Each local NA community will decide for itself when it is ready to translate service material.
Often it is the work of professional translators or trusted servants who have sufficient time and energy to devote to the project. Service materials are rarely translated by a committee, although we hope that those working on the project will work under the guidance of an established committee. The World Services Translation Committee works on recovery, not service, materials. WSO staff can assist with translation of service materials by coordinating such efforts. The office also keeps records of materials that have been submitted.

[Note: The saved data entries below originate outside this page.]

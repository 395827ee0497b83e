//! Git client implementation.
//!
//! Clones repositories through the `git` binary so no libgit2 build is
//! required. Every invocation runs under the configured timeout with
//! terminal prompts disabled, and the child is killed if the future is
//! dropped.

use crate::config::GitOptions;
use crate::err;
use crate::error::Result;
use crate::git::providers::{GenericProvider, GitHubProvider, GitLabProvider, GitProvider};
use crate::git::redact;
use std::ffi::OsString;
use std::path::Path;
use std::process::Stdio;
use std::sync::Arc;
use std::time::Duration;

/// Git client for cloning module repositories.
pub struct GitClient {
    options: GitOptions,
    providers: Vec<Arc<dyn GitProvider>>,
}

impl GitClient {
    /// Create a new Git client with the given options.
    #[must_use]
    pub fn new(options: &GitOptions) -> Self {
        let providers: Vec<Arc<dyn GitProvider>> = vec![
            Arc::new(GitHubProvider::new()),
            Arc::new(GitLabProvider::new().with_hosts(&options.gitlab_hosts)),
        ];

        Self {
            options: options.clone(),
            providers,
        }
    }

    fn find_provider(&self, url: &str) -> Arc<dyn GitProvider> {
        self.providers
            .iter()
            .find(|p| p.can_handle(url))
            .cloned()
            .unwrap_or_else(|| Arc::new(GenericProvider))
    }

    /// Clone `url` into `target` and optionally check out `reference`.
    ///
    /// `target` must not exist or be empty. The clone is shallow unless a
    /// ref is requested, since arbitrary commits may not be reachable from
    /// a depth-1 history.
    ///
    /// # Errors
    ///
    /// Returns `GitSource` if the clone or checkout fails or times out. The
    /// message carries git's stderr with credentials removed.
    pub async fn clone_into(&self, url: &str, reference: Option<&str>, target: &Path) -> Result<()> {
        let provider = self.find_provider(url);
        let token = provider.token(&self.options);
        let clone_url = match token {
            Some(token) => provider.authenticated_url(url, token)?,
            None => url.to_string(),
        };

        tracing::info!(
            url = %redact(url, token),
            provider = provider.name(),
            reference = ?reference,
            has_token = token.is_some(),
            "Cloning repository"
        );

        let mut args: Vec<OsString> = vec!["clone".into(), "--quiet".into()];
        if self.options.shallow && reference.is_none() {
            args.extend(["--depth".into(), "1".into()]);
        }
        args.extend(["--".into(), clone_url.into(), target.as_os_str().to_owned()]);
        self.run_git(args, url, token, "clone").await?;

        if let Some(reference) = reference {
            tracing::info!(reference = %reference, "Checking out ref");
            let args: Vec<OsString> = vec![
                "-C".into(),
                target.as_os_str().to_owned(),
                "checkout".into(),
                "--quiet".into(),
                reference.into(),
            ];
            self.run_git(args, url, token, "checkout").await?;
        }

        tracing::debug!(path = %target.display(), "Repository ready");
        Ok(())
    }

    async fn run_git(&self, args: Vec<OsString>, url: &str, token: Option<&str>, action: &str) -> Result<()> {
        let git_error = |message: String| {
            err!(GitSource {
                url: redact(url, token),
                message: redact(&message, token),
            })
        };

        let mut command = tokio::process::Command::new(&self.options.binary);
        command
            .args(&args)
            .env("GIT_TERMINAL_PROMPT", "0")
            .stdin(Stdio::null())
            .kill_on_drop(true);

        let limit = Duration::from_secs(self.options.timeout_secs);
        let output = match tokio::time::timeout(limit, command.output()).await {
            Ok(Ok(output)) => output,
            Ok(Err(e)) => {
                return Err(git_error(format!(
                    "failed to run '{}': {e}",
                    self.options.binary.display()
                )));
            }
            Err(_) => {
                tracing::warn!(action = %action, timeout_secs = self.options.timeout_secs, "git timed out");
                return Err(git_error(format!(
                    "git {action} timed out after {}s",
                    self.options.timeout_secs
                )));
            }
        };

        if !output.status.success() {
            let stderr = String::from_utf8_lossy(&output.stderr);
            return Err(git_error(format!(
                "git {action} failed ({}): {}",
                output.status,
                stderr.trim()
            )));
        }
        Ok(())
    }
}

Make sure those involved in the translation efforts are part of the local service structure and are working to translate the materials most important to the local committees. Don’t divert the attention of the local translations committee that is focused on recovery literature. That committee may be able to help you start a service-literature translation committee, or direct you to one that already exists. Contact the World Service Office to determine if any material has already been translated by another committee and sent to the office. The office does not manufacture or produce translated service material at this time, but it does keep records of work done by local committees and will send the material to you upon request. Although a list is kept at the office, it is not published because it is changing so rapidly. Contact the World Service Office to see if there are other committees working on translating material into your language. Your committee may be able to correspond with other committees, combine your knowledge and skills, and divide the work to accomplish more. Make sure to let your local translations committee and the World Service Office know what you are working on so other interested members can join you in that effort. The WSTC just recently released a series of resource papers (available from WSO) that are aimed at helping LTCs. Although they focus on translating recovery literature, the experience can just as well be applied to translating service material.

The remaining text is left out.